The teeth are now formed and relatively sharp, the next step is to apply some set, this is where one tooth is bent to one side of the blade and the next to the opposite side of the blade. This is repeated down the entire blade. The alternative bending of the teeth effectively increases the width of the blade and when cutting creates a slot or kerf that is wider than the blade. The kerf needs to be wider than the blade to stop the blade from binding and getting trapped in the wood.
How much set should be applied to the teeth? well, in theory the bigger the teeth the more set that is required as the cut will be rougher and the walls of the kerf won't be as even which might trap the blade. If you saw hardwood you don't need as much set as you do for softwoods which are generally more resinous and 'stickier' wood. If you cut Dovetails with the saw you want a fine kerf to help with accuracy.
Just a note, the only real difference between a Dovetail saw and a tennon saw is
1. The death of cut, that is from the teeth to the back is narrower for a Dovetail saw
2. The saw plate is often just a smigin narrower on a Dovetail saw.

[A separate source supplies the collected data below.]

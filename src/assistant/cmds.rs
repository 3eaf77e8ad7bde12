use clap::{Command, Arg, ArgAction};

pub(crate) const HELLO: &str = "hello";
pub(crate) const ADD: &str = "add";
pub(crate) const ADD_BIRTHDAY: &str = "add-birthday";
pub(crate) const SHOW_BIRTHDAY: &str = "show-birthday";
pub(crate) const BIRTHDAYS: &str = "birthdays";
pub(crate) const CHANGE: &str = "change";
pub(crate) const PHONE: &str = "phone";
pub(crate) const ALL: &str = "all";

pub(crate) const EXIT_COMMANDS: [&str; 2] = ["exit", "close"];

fn arg(id: &'static str, help: &'static str) -> Arg {
    Arg::new(id)
        .required(true)
        .allow_hyphen_values(true)
        .help(help)
}

// Trailing words after the expected arguments are ignored.
fn lenient(cmd: Command) -> Command {
    cmd.arg(
        Arg::new("REST")
            .action(ArgAction::Append)
            .num_args(1..)
            .allow_hyphen_values(true)
            .hide(true)
    )
}

fn command(name: &'static str, about: &'static str) -> Command {
    Command::new(name)
        .about(about)
        .disable_help_flag(true)
}

pub(crate) fn assistant_cli() -> Command {
    Command::new("assistant")
        .no_binary_name(true)
        .subcommand_required(true)
        .disable_help_flag(true)
        .disable_help_subcommand(true)
        .disable_version_flag(true)
        .subcommand(lenient(command(HELLO, "supported commands list")))
        .subcommand(
            command(ADD, "save contact with username and phone (required: <username> <phone>)")
                .arg(arg("NAME", "Contact name"))
                .arg(arg("PHONE", "Ten digit phone"))
        )
        .subcommand(
            command(ADD_BIRTHDAY, "add birthday to previously added contact (required: <username> <birthday>)")
                .arg(arg("NAME", "Contact name"))
                .arg(arg("BIRTHDAY", "Birthday as DD.MM.YYYY"))
        )
        .subcommand(lenient(
            command(SHOW_BIRTHDAY, "show birthday from contact (required: <username>)")
                .arg(arg("NAME", "Contact name"))
        ))
        .subcommand(lenient(command(BIRTHDAYS, "show birthdays recorded in contacts for next week from today")))
        .subcommand(
            command(CHANGE, "change contact phone by username provided (required: <username> <phone>)")
                .arg(arg("NAME", "Contact name"))
                .arg(arg("PHONE", "Ten digit phone"))
        )
        .subcommand(lenient(
            command(PHONE, "show contact by username provided (required: <username>)")
                .arg(arg("NAME", "Contact name"))
        ))
        .subcommand(lenient(command(ALL, "show all saved contacts")))
}

/// One line per command, followed by the exit commands.
pub(crate) fn supported_commands(cli: &Command) -> String {
    let mut output = String::from("\n");
    for cmd in cli.get_subcommands() {
        let about = cmd.get_about().map(|v| v.to_string()).unwrap_or_default();
        output += &format!("    {:<14}- {}\n", cmd.get_name(), about);
    }
    output += &format!("    {:<14}- {}\n", EXIT_COMMANDS[0], "exit from assistant");
    output += &format!("    {:<14}- {}\n", EXIT_COMMANDS[1], "same as `exit`");
    output
}
use chrono::{Local, NaiveDate};

/// Source of the current calendar date.
pub trait Clock {
    fn today(&self) -> NaiveDate;
}

/// Local calendar date of the running host.
#[derive(Debug, Clone, Copy, Default)]
pub struct SystemClock;

impl Clock for SystemClock {
    fn today(&self) -> NaiveDate {
        Local::now().date_naive()
    }
}

/// A clock pinned to one date.
#[derive(Debug, Clone, Copy)]
pub struct FixedClock(pub NaiveDate);

impl Clock for FixedClock {
    fn today(&self) -> NaiveDate {
        self.0
    }
}
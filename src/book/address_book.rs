use chrono::NaiveDate;
use indexmap::IndexMap;
use log::{debug, warn};

use crate::{
    Error,
    core::Result,
};

use super::{
    birthdays::{self, BirthdayReport},
    clock::{Clock, SystemClock},
    field::{Name, Phone, Birthday},
    record::{Record, RecordBuilder},
    storage::{Row, Storage},
};

#[derive(Debug, Clone, Copy, PartialEq, Eq)]
pub enum Added {
    Created,
    AlreadyExists,
}

pub struct AddressBookBuilder {
    storage : Option<Box<dyn Storage>>,
    clock   : Option<Box<dyn Clock>>,
}

impl AddressBookBuilder {
    pub fn new() -> Self {
        Self {
            storage : None,
            clock   : None,
        }
    }

    pub fn with_storage(&mut self, storage: Box<dyn Storage>) -> &mut Self {
        self.storage = Some(storage);
        self
    }

    pub fn with_clock(&mut self, clock: Box<dyn Clock>) -> &mut Self {
        self.clock = Some(clock);
        self
    }

    /// Builds the book and loads every valid row from the attached storage.
    pub fn build(&mut self) -> Result<AddressBook> {
        let mut book = AddressBook {
            records : IndexMap::new(),
            storage : self.storage.take(),
            clock   : self.clock.take().unwrap_or_else(|| Box::new(SystemClock) as Box<dyn Clock>),
        };
        book.load()?;
        Ok(book)
    }
}

impl Default for AddressBookBuilder {
    fn default() -> Self {
        Self::new()
    }
}

/// Contacts keyed by name, kept in insertion order.
///
/// Every successful mutation is written through to the attached storage.
pub struct AddressBook {
    records : IndexMap<String, Record>,
    storage : Option<Box<dyn Storage>>,
    clock   : Box<dyn Clock>,
}

impl AddressBook {
    /// An in-memory book using the system clock.
    pub fn new() -> Self {
        Self {
            records : IndexMap::new(),
            storage : None,
            clock   : Box::new(SystemClock),
        }
    }

    fn load(&mut self) -> Result<()> {
        let Some(storage) = self.storage.as_mut() else {
            return Ok(());
        };

        let today = self.clock.today();
        for row in storage.load()? {
            if self.records.contains_key(&row.name) {
                warn!("Skipped duplicated contact {}", row.name);
                continue;
            }

            let result = RecordBuilder::new(&row.name)
                .with_phone(&row.phone)
                .with_birthday(&row.birthday)
                .build(today);

            match result {
                Ok(record) => { self.records.insert(row.name, record); }
                Err(e) => warn!("Skipped invalid contact {}: {e}", row.name),
            }
        }
        Ok(())
    }

    fn flush(&mut self) -> Result<()> {
        if self.records.is_empty() {
            return Ok(());
        }
        let Some(storage) = self.storage.as_mut() else {
            return Ok(());
        };

        let rows = self.records.values()
            .map(Row::from)
            .collect::<Vec<_>>();
        storage.save(&rows)
    }

    fn record_mut(&mut self, name: &str) -> Result<&mut Record> {
        self.records.get_mut(name).ok_or_else(|| Error::NotFound(name.to_string()))
    }

    pub fn today(&self) -> NaiveDate {
        self.clock.today()
    }

    pub fn len(&self) -> usize {
        self.records.len()
    }

    pub fn is_empty(&self) -> bool {
        self.records.is_empty()
    }

    pub fn get(&self, name: &str) -> Option<&Record> {
        self.records.get(name)
    }

    /// Adds a contact unless one with the same name is already stored.
    ///
    /// A contact that cannot be written to storage is not kept in memory.
    pub fn add_contact(&mut self, name: &str, phone: &str) -> Result<Added> {
        if self.records.contains_key(name) {
            self.flush()?;
            return Ok(Added::AlreadyExists);
        }

        let record = Record::new(Name::new(name)?, Phone::new(phone)?);
        self.records.insert(name.to_string(), record);
        if let Err(e) = self.flush() {
            self.records.shift_remove(name);
            return Err(e);
        }
        debug!("Added contact {}", name);
        Ok(Added::Created)
    }

    /// Sets the contact's birthday; an empty string clears it.
    pub fn add_birthday(&mut self, name: &str, birthday: &str) -> Result<()> {
        let today = self.today();
        let record = self.record_mut(name)?;
        let birthday = Birthday::parse_optional(birthday, today)?;
        let previous = record.birthday().copied();
        record.set_birthday(birthday);
        if let Err(e) = self.flush() {
            self.record_mut(name)?.set_birthday(previous);
            return Err(e);
        }
        debug!("Updated birthday of contact {}", name);
        Ok(())
    }

    pub fn change_phone(&mut self, name: &str, phone: &str) -> Result<()> {
        let record = self.record_mut(name)?;
        let phone = Phone::new(phone)?;
        let previous = record.phone().clone();
        record.set_phone(phone);
        if let Err(e) = self.flush() {
            self.record_mut(name)?.set_phone(previous);
            return Err(e);
        }
        debug!("Updated phone of contact {}", name);
        Ok(())
    }

    pub fn phone(&self, name: &str) -> Result<&Phone> {
        self.get(name)
            .map(|v| v.phone())
            .ok_or_else(|| Error::NotFound(name.to_string()))
    }

    pub fn birthday(&self, name: &str) -> Result<Option<&Birthday>> {
        self.get(name)
            .map(|v| v.birthday())
            .ok_or_else(|| Error::NotFound(name.to_string()))
    }

    pub fn all(&self) -> impl Iterator<Item = &Record> {
        self.records.values()
    }

    pub fn birthdays_for_report(&self) -> Vec<(&str, NaiveDate)> {
        self.records.values()
            .filter_map(|v| v.birthday().map(|b| (v.name().as_str(), b.date())))
            .collect()
    }

    /// Upcoming birthdays as of the book's clock, or `None` for an empty book.
    pub fn birthdays(&self) -> Option<BirthdayReport> {
        if self.is_empty() {
            return None;
        }
        Some(birthdays::upcoming_birthdays(self.today(), self.birthdays_for_report()))
    }
}

impl Default for AddressBook {
    fn default() -> Self {
        Self::new()
    }
}
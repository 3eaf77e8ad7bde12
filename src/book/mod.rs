pub mod field;
pub mod record;
pub mod storage;
pub mod clock;
pub mod birthdays;
pub mod address_book;
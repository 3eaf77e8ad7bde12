use std::fmt;
use chrono::NaiveDate;

use crate::{
    Error,
    core::Result,
};

pub const NAME_ERROR: &str = "Incorrect name provided. Name must contain only letters.";
pub const PHONE_ERROR: &str = "Incorrect phone provided. Phone must consist of 10 digits.";
pub const BIRTHDAY_ERROR: &str = "Incorrect birthday provided. Birthday data must be like DD.MM.YYYY and in the past.";

pub const PHONE_DIGITS: usize = 10;
pub const DATE_FORMAT: &str = "%d.%m.%Y";
const YEAR_DIGITS: usize = 4;

pub fn is_valid_name(value: &str) -> bool {
    !value.is_empty() && value.chars().all(char::is_alphabetic)
}

pub fn is_valid_phone(value: &str) -> bool {
    value.len() == PHONE_DIGITS && value.bytes().all(|b| b.is_ascii_digit())
}

/// An empty string is a valid "no birthday" value.
pub fn is_valid_birthday(value: &str, today: NaiveDate) -> bool {
    value.is_empty() || parse_date(value).map_or(false, |date| date <= today)
}

// `%Y` alone accepts any number of year digits.
fn parse_date(value: &str) -> Option<NaiveDate> {
    let year = value.rsplit('.').next()?;
    if year.len() != YEAR_DIGITS || !year.bytes().all(|b| b.is_ascii_digit()) {
        return None;
    }
    NaiveDate::parse_from_str(value, DATE_FORMAT).ok()
}

#[derive(Debug, Clone, PartialEq, Eq, Hash)]
pub struct Name(String);

impl Name {
    pub fn new(value: &str) -> Result<Self> {
        match is_valid_name(value) {
            true => Ok(Self(value.to_string())),
            false => Err(Error::Field(NAME_ERROR.into())),
        }
    }

    pub fn as_str(&self) -> &str {
        &self.0
    }
}

impl fmt::Display for Name {
    fn fmt(&self, f: &mut fmt::Formatter<'_>) -> fmt::Result {
        write!(f, "{}", self.0)
    }
}

#[derive(Debug, Clone, PartialEq, Eq)]
pub struct Phone(String);

impl Phone {
    pub fn new(value: &str) -> Result<Self> {
        match is_valid_phone(value) {
            true => Ok(Self(value.to_string())),
            false => Err(Error::Field(PHONE_ERROR.into())),
        }
    }

    pub fn as_str(&self) -> &str {
        &self.0
    }
}

impl fmt::Display for Phone {
    fn fmt(&self, f: &mut fmt::Formatter<'_>) -> fmt::Result {
        write!(f, "{}", self.0)
    }
}

/// A birthday that was not in the future when it was validated.
#[derive(Debug, Clone, Copy, PartialEq, Eq, PartialOrd, Ord)]
pub struct Birthday(NaiveDate);

impl Birthday {
    pub fn new(value: &str, today: NaiveDate) -> Result<Self> {
        let Some(date) = parse_date(value) else {
            return Err(Error::Field(BIRTHDAY_ERROR.into()));
        };
        Self::from_date(date, today)
    }

    pub fn from_date(date: NaiveDate, today: NaiveDate) -> Result<Self> {
        match date <= today {
            true => Ok(Self(date)),
            false => Err(Error::Field(BIRTHDAY_ERROR.into())),
        }
    }

    /// Parses an optional birthday, where the empty string means none.
    pub fn parse_optional(value: &str, today: NaiveDate) -> Result<Option<Self>> {
        match value.is_empty() {
            true => Ok(None),
            false => Self::new(value, today).map(Some),
        }
    }

    pub fn date(&self) -> NaiveDate {
        self.0
    }
}

impl fmt::Display for Birthday {
    fn fmt(&self, f: &mut fmt::Formatter<'_>) -> fmt::Result {
        write!(f, "{}", self.0.format(DATE_FORMAT))
    }
}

Neither of these IMO really make the saws different and you can use a well tuned tennon saw to cut Divetails.
What to do in practice? well I add as little set as I can get away with on the saw, I know I can always add a little more set if I need it, but I can't reduce the set once I've done it very effectively (apart from sharpening the teeth which reduces the amount of set due to the teeth being bent. The tips of the teeth being bent the furthest away from the plate, sharpening reduces the tip height and therefore the amount they are bent away from the plate.)
Initially you want to add a few thousands of an inch of total set, that's the width of the kerf compared to the blade.
The Eclipse saw set has a hammer (moving bit) and an anvil that can be rotated to different positions. All Ecliose saw sets that I have seen (fine and course) go up to 12. I normally leave my Eclipse set at either 10 or 11 for a backed saw. The difference between the two is so small it's not worth worrying about.
With the saw in the vice place the saw set on the blade and starting at the heel (handle end) on the first tooth set the saw set down on the teeth with the hammer positioned exactly on the tooth. Squeeze the handle and keep looking at the tooth. You will see the tooth move, now continue sneezing, and you will start to see the tooth slightly deform, remember the pressure needed to move the tooth and the higher pressure needed to deform the tooth (squash it a little). For all subsequent teeth you want to apply a pressure a little more than needed to move the tooth and not enough to deform the tooth. You can normally feel a difference between moving the tooth and when you start to deform it. Sounds complex, but once you've done it, you will know what you are 'feeling for'
Move the saw set missing the next tooth and set the third tooth. Repeat for every other tooth....1,3,5,7,9...
Turn the saw around and repeat for the 2,4,6,8,10....tooth, in other words the teeth that you haven't set. You will now set the teeth.
View attachment 47659
You can see how the hammer is positioned on the tooth and also to the left the teeth set with one tooth bent to one side and the next the opposite way (this was done for the photo)
The first few teeth are the most difficult to set, as the Eclipse guide is not resting fully on all of the teeth and needs to balanced. Be careful not to let the Ecliose drop down the hammer needs to be positioned so that it pushes just under the tip of the tooth.